Lo sviluppo del motore Repco 620

Repco, azienda australiana con legami manifatturieri internazionali, accettò la sfida grazie al capo ingegnere Frank Hallam, che convinse il consiglio a entrare nel motorsport, e al progettista Phil Irving. Il primo prototipo da 2,5 litri girò nel marzo 1965, troppo tardi per la Tasman Cup ma pronto per la Formula 1. 

Il motore 620 era un V8 a 90 gradi con testate specchiate, camere a cuneo, bielle Daimler e membrana per rigidità del basamento. Produceva inizialmente 285 CV a 8000 giri/min con iniezione indiretta Lucas, consumava solo 7 miglia per gallone, pesava 150 kg ed era largo 21 pollici. Le versioni successive arrivarono a 310 CV. 

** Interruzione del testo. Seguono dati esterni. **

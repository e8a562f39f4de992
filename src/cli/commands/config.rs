//! Show-config command - show current configuration

use crate::cli::output::colors;
use crate::cli::OutputFormat;
use crate::core::config::{redact, Config};
use crate::core::xdg::XdgDirs;
use clap::Args;
use serde::Serialize;

/// Arguments for the show-config command
#[derive(Args, Debug, Default)]
pub struct ConfigArgs {
    /// Also show where configuration and data are read from
    #[arg(long, short = 'p')]
    pub paths: bool,
}

/// Configuration response
#[derive(Debug, Serialize)]
pub struct ConfigResponse {
    #[serde(skip_serializing_if = "Option::is_none")]
    pub config_file: Option<String>,
    #[serde(skip_serializing_if = "Option::is_none")]
    pub data_dir: Option<String>,
    #[serde(flatten)]
    pub config: Config,
}

/// Copy of `config` with credentials masked
pub fn redacted(config: &Config) -> Config {
    let mut shown = config.clone();
    shown.embedding.api_key = redact(&config.embedding.api_key);
    shown.index.api_key = redact(&config.index.api_key);
    shown
}

/// Execute the show-config command
pub fn execute(
    args: ConfigArgs,
    config: &Config,
    xdg: &XdgDirs,
    format: OutputFormat,
) -> Result<(), Box<dyn std::error::Error>> {
    let response = ConfigResponse {
        config_file: args
            .paths
            .then(|| xdg.config_file().to_string_lossy().into_owned()),
        data_dir: args
            .paths
            .then(|| xdg.data_dir.to_string_lossy().into_owned()),
        config: redacted(config),
    };

    match format {
        OutputFormat::Human => {
            if let (Some(file), Some(dir)) = (&response.config_file, &response.data_dir) {
                println!("{} {}", colors::label("config file:"), file);
                println!("{} {}", colors::label("data dir:"), dir);
                println!();
            }
            print!("{}", toml::to_string_pretty(&response.config)?);
        }
        OutputFormat::Json => {
            println!("{}", serde_json::to_string_pretty(&response)?);
        }
    }

    Ok(())
}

I meccanici Bob Ilich e Jimmy Potton ricostruivano i motori in loco. Bob Ilich raccontò: “Il nostro più grande problema era fare ricerca e sviluppo mentre gareggiavamo. Così decidemmo che se non li ricostruivamo, non correvamo. Alla fine divennero a prova di bomba. Ma ero distrutto! Occhiaie nere dal lavorare giorno e notte”. Hywel Absalom precisò: «Con Repco avevamo più controllo rispetto a Climax. Con loro i motori arrivavano alla porta, li montavamo, correvamo e se si rompevano li rimandavamo indietro».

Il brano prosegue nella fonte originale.